Nov 2 2007
The amount of an orally taken drug that makes it to the site in the body at which it exerts its effects is much lower than the amount of an intravenously administered drug and it varies considerably between individuals.
One reason for this is that a substantial proportion of more than half of all orally prescribed medications are broken down in the intestine and liver, by an enzyme known as CYP3A, before reaching their site of action (a process known as first-pass metabolism). In a new study, Alfred Schinkel and colleagues from The Netherlands Cancer Institute, have developed a new mouse model for predicting the loss in available drug due to metabolism by CYP3A.

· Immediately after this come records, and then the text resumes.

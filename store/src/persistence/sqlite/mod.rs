//! SQLite-backed repositories.
//!
//! ## Database setup
//!
//! [`Database`] wraps a `sqlx::SqlitePool` configured with:
//! - **One connection** - every statement runs on the same connection, in order.
//! - **Rollback journal** - committed data always lives in the main file, so a
//!   plain file copy is a complete backup.
//! - **Foreign keys enabled** - enforced at the connection level.
//! - **Embedded schema scripts** - [`SCHEMA_SCRIPTS`] are applied by
//!   [`Database::setup`]. Every statement is `IF NOT EXISTS`, so setup is idempotent.
//!
//! ## Repositories
//!
//! [`Table<R>`] provides CRUD for any [`Record`](crate::persistence::Record).
//! Entity-specific queries live in inherent `impl Table<Entity>` blocks:
//!
//! | Module | Entities |
//! |--------|----------|
//! | `territory_repo` | `Territory`, `Street` |
//! | `property_repo` | `Property`, `Unit`, `PropertyHistory` |
//! | `schedule_repo` | `FieldTrip`, `Assignment`, `BuildingAssignment` |
//! | `service_repo` | `ServiceRecord` |
//! | `user_repo` | `User`, `ActivityLog` |
//! | `notification_repo` | `Notification` |
//! | `report_repo` | `SavedReport` |
//!
//! Dates, timestamps and coded enums are stored as `TEXT` and converted by the
//! shared [`helpers`].

mod database;
mod notification_repo;
mod property_repo;
mod report_repo;
mod schedule_repo;
mod seed;
mod service_repo;
mod table;
mod territory_repo;
mod user_repo;
mod value;
pub(crate) mod helpers;

pub use database::{Database, SCHEMA_SCRIPTS};
pub(crate) use database::file_options;
pub use seed::{DEFAULT_ADMIN_EMAIL, DEFAULT_ADMIN_PASSWORD};
pub use table::Table;
pub use territory_repo::TerritoryReportRow;
pub use value::Value;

In the study, mice lacking all 8 genes encoding functional mouse CYP3A proteins (Cyp3A-/- mice) were generated and the anticancer chemotherapeutic agent docetaxol was found to accumulate in the tissues of these mice at much higher levels than in normal mice. Engineering Cyp3A-/- mice to express human CYP3A in the intestine dramatically decreased the absorption of orally administered docetaxol into the blood. By contrast, Cyp3A-/- mice engineered to express human CYP3A in the liver showed only a slight decrease in the amount of orally administered docetaxol reaching the blood. These data indicate a key role for CYP3A in the intestine as a mediator of first-pass metabolism and led the authors to suggest that these mice provide a powerful tool to help predict whether drugs being developed will work effectively if given orally. In an accompanying commentary Kenneth Thummel from the University of Washington, Seattle, expands on the usefulness of these mice as tools for drug development and discusses how these data might explain interpatient variability in first-pass metabolism.